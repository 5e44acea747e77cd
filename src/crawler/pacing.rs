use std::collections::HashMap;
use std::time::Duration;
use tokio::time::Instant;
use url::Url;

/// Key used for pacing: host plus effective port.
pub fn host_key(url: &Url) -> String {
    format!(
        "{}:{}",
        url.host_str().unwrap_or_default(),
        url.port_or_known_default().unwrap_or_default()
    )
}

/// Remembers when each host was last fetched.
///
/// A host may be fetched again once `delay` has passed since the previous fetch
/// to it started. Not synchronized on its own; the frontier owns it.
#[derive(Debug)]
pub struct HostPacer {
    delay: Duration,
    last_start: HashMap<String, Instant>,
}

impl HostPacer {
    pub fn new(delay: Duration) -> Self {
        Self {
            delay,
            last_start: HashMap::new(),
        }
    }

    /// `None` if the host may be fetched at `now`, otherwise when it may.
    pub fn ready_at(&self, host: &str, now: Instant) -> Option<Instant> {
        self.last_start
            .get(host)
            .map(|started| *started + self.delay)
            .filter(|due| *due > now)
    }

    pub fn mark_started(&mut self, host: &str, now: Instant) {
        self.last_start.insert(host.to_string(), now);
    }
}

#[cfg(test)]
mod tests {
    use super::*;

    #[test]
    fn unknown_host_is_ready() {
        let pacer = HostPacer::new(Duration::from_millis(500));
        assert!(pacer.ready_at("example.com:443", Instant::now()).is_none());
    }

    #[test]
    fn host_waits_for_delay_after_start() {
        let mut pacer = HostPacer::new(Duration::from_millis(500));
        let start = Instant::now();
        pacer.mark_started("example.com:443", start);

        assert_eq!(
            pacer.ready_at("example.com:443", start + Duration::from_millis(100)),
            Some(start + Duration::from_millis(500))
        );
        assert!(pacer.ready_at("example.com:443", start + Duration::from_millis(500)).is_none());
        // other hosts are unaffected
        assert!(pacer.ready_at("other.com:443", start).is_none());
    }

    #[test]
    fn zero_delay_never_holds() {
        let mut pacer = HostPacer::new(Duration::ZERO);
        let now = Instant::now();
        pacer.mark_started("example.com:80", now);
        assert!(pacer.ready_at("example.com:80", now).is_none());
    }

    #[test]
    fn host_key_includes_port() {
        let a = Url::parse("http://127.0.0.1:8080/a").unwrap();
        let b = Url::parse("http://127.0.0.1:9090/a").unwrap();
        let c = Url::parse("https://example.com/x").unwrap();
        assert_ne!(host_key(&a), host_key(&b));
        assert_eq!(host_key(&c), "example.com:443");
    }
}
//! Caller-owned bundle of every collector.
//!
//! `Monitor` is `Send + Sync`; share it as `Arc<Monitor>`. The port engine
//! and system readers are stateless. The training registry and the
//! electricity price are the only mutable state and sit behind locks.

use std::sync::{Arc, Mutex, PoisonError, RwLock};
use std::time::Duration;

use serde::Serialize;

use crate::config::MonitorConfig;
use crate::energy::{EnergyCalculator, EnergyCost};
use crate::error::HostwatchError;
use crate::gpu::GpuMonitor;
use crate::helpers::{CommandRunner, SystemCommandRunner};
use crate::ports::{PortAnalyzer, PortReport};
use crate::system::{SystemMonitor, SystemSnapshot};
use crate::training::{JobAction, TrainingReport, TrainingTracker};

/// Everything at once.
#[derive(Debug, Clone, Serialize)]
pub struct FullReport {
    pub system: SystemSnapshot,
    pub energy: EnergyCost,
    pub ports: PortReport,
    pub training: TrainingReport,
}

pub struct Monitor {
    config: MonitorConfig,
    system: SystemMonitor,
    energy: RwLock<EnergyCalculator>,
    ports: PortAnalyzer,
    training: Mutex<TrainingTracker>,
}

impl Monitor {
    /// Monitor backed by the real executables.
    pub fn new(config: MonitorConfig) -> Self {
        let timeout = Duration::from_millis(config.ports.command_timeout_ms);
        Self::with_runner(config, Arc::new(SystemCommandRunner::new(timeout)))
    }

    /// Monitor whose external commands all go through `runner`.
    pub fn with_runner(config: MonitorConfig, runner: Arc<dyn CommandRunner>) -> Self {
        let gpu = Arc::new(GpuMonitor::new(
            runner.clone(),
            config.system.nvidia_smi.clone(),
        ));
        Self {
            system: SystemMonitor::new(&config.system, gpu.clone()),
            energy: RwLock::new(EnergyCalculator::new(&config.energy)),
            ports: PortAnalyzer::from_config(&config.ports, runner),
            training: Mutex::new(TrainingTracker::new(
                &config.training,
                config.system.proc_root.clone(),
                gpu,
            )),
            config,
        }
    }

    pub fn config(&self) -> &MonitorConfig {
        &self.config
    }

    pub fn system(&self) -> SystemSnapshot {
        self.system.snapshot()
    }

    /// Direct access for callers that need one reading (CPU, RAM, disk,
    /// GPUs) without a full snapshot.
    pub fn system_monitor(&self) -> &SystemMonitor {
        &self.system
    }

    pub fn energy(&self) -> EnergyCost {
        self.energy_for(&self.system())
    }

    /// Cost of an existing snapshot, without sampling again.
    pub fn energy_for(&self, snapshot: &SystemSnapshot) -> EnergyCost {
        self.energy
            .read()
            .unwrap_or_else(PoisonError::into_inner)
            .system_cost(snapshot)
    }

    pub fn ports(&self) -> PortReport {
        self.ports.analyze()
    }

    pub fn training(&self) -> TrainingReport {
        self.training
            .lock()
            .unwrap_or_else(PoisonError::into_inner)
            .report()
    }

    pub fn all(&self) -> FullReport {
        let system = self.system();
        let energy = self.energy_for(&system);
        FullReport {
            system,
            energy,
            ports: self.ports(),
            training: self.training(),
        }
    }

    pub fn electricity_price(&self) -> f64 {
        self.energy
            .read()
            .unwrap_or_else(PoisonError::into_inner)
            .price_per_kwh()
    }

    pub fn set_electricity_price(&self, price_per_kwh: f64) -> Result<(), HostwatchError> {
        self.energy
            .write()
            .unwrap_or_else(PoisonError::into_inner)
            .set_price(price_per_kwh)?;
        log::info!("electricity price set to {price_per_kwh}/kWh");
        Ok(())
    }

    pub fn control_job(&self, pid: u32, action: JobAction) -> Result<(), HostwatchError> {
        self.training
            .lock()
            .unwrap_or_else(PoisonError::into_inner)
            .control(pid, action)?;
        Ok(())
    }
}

Problem statement — Word for word, print every line above.

Expected answer —
repository 5e44acea747e77cd
filename src/crawler/pacing.rs
use std::collections::HashMap;
use std::time::Duration;
use tokio::time::Instant;
use url::Url;

/// Key used for pacing: host plus effective port.
pub fn host_key(url: &Url) -> String {
    format!(
        "{}:{}",
        url.host_str().unwrap_or_default(),
        url.port_or_known_default().unwrap_or_default()
    )
}

/// Remembers when each host was last fetched.
///
/// A host may be fetched again once `delay` has passed since the previous fetch
/// to it started. Not synchronized on its own; the frontier owns it.
#[derive(Debug)]
pub struct HostPacer {
    delay: Duration,
    last_start: HashMap<String, Instant>,
}

impl HostPacer {
    pub fn new(delay: Duration) -> Self {
        Self {
            delay,
            last_start: HashMap::new(),
        }
    }

    /// `None` if the host may be fetched at `now`, otherwise when it may.
    pub fn ready_at(&self, host: &str, now: Instant) -> Option<Instant> {
        self.last_start
            .get(host)
            .map(|started| *started + self.delay)
            .filter(|due| *due > now)
    }

    pub fn mark_started(&mut self, host: &str, now: Instant) {
        self.last_start.insert(host.to_string(), now);
    }
}

#[cfg(test)]
mod tests {
    use super::*;

    #[test]
    fn unknown_host_is_ready() {
        let pacer = HostPacer::new(Duration::from_millis(500));
        assert!(pacer.ready_at("example.com:443", Instant::now()).is_none());
    }

    #[test]
    fn host_waits_for_delay_after_start() {
        let mut pacer = HostPacer::new(Duration::from_millis(500));
        let start = Instant::now();
        pacer.mark_started("example.com:443", start);

        assert_eq!(
            pacer.ready_at("example.com:443", start + Duration::from_millis(100)),
            Some(start + Duration::from_millis(500))
        );
        assert!(pacer.ready_at("example.com:443", start + Duration::from_millis(500)).is_none());
        // other hosts are unaffected
        assert!(pacer.ready_at("other.com:443", start).is_none());
    }

    #[test]
    fn zero_delay_never_holds() {
        let mut pacer = HostPacer::new(Duration::ZERO);
        let now = Instant::now();
        pacer.mark_started("example.com:80", now);
        assert!(pacer.ready_at("example.com:80", now).is_none());
    }

    #[test]
    fn host_key_includes_port() {
        let a = Url::parse("http://127.0.0.1:8080/a").unwrap();
        let b = Url::parse("http://127.0.0.1:9090/a").unwrap();
        let c = Url::parse("https://example.com/x").unwrap();
        assert_ne!(host_key(&a), host_key(&b));
        assert_eq!(host_key(&c), "example.com:443");
    }
}
//! Caller-owned bundle of every collector.
//!
//! `Monitor` is `Send + Sync`; share it as `Arc<Monitor>`. The port engine
//! and system readers are stateless. The training registry and the
//! electricity price are the only mutable state and sit behind locks.

use std::sync::{Arc, Mutex, PoisonError, RwLock};
use std::time::Duration;

use serde::Serialize;

use crate::config::MonitorConfig;
use crate::energy::{EnergyCalculator, EnergyCost};
use crate::error::HostwatchError;
use crate::gpu::GpuMonitor;
use crate::helpers::{CommandRunner, SystemCommandRunner};
use crate::ports::{PortAnalyzer, PortReport};
use crate::system::{SystemMonitor, SystemSnapshot};
use crate::training::{JobAction, TrainingReport, TrainingTracker};

/// Everything at once.
#[derive(Debug, Clone, Serialize)]
pub struct FullReport {
    pub system: SystemSnapshot,
    pub energy: EnergyCost,
    pub ports: PortReport,
    pub training: TrainingReport,
}

pub struct Monitor {
    config: MonitorConfig,
    system: SystemMonitor,
    energy: RwLock<EnergyCalculator>,
    ports: PortAnalyzer,
    training: Mutex<TrainingTracker>,
}

impl Monitor {
    /// Monitor backed by the real executables.
    pub fn new(config: MonitorConfig) -> Self {
        let timeout = Duration::from_millis(config.ports.command_timeout_ms);
        Self::with_runner(config, Arc::new(SystemCommandRunner::new(timeout)))
    }

    /// Monitor whose external commands all go through `runner`.
    pub fn with_runner(config: MonitorConfig, runner: Arc<dyn CommandRunner>) -> Self {
        let gpu = Arc::new(GpuMonitor::new(
            runner.clone(),
            config.system.nvidia_smi.clone(),
        ));
        Self {
            system: SystemMonitor::new(&config.system, gpu.clone()),
            energy: RwLock::new(EnergyCalculator::new(&config.energy)),
            ports: PortAnalyzer::from_config(&config.ports, runner),
            training: Mutex::new(TrainingTracker::new(
                &config.training,
                config.system.proc_root.clone(),
                gpu,
            )),
            config,
        }
    }

    pub fn config(&self) -> &MonitorConfig {
        &self.config
    }

    pub fn system(&self) -> SystemSnapshot {
        self.system.snapshot()
    }

    /// Direct access for callers that need one reading (CPU, RAM, disk,
    /// GPUs) without a full snapshot.
    pub fn system_monitor(&self) -> &SystemMonitor {
        &self.system
    }

    pub fn energy(&self) -> EnergyCost {
        self.energy_for(&self.system())
    }

    /// Cost of an existing snapshot, without sampling again.
    pub fn energy_for(&self, snapshot: &SystemSnapshot) -> EnergyCost {
        self.energy
            .read()
            .unwrap_or_else(PoisonError::into_inner)
            .system_cost(snapshot)
    }

    pub fn ports(&self) -> PortReport {
        self.ports.analyze()
    }

    pub fn training(&self) -> TrainingReport {
        self.training
            .lock()
            .unwrap_or_else(PoisonError::into_inner)
            .report()
    }

    pub fn all(&self) -> FullReport {
        let system = self.system();
        let energy = self.energy_for(&system);
        FullReport {
            system,
            energy,
            ports: self.ports(),
            training: self.training(),
        }
    }

    pub fn electricity_price(&self) -> f64 {
        self.energy
            .read()
            .unwrap_or_else(PoisonError::into_inner)
            .price_per_kwh()
    }

    pub fn set_electricity_price(&self, price_per_kwh: f64) -> Result<(), HostwatchError> {
        self.energy
            .write()
            .unwrap_or_else(PoisonError::into_inner)
            .set_price(price_per_kwh)?;
        log::info!("electricity price set to {price_per_kwh}/kWh");
        Ok(())
    }

    pub fn control_job(&self, pid: u32, action: JobAction) -> Result<(), HostwatchError> {
        self.training
            .lock()
            .unwrap_or_else(PoisonError::into_inner)
            .control(pid, action)?;
        Ok(())
    }
}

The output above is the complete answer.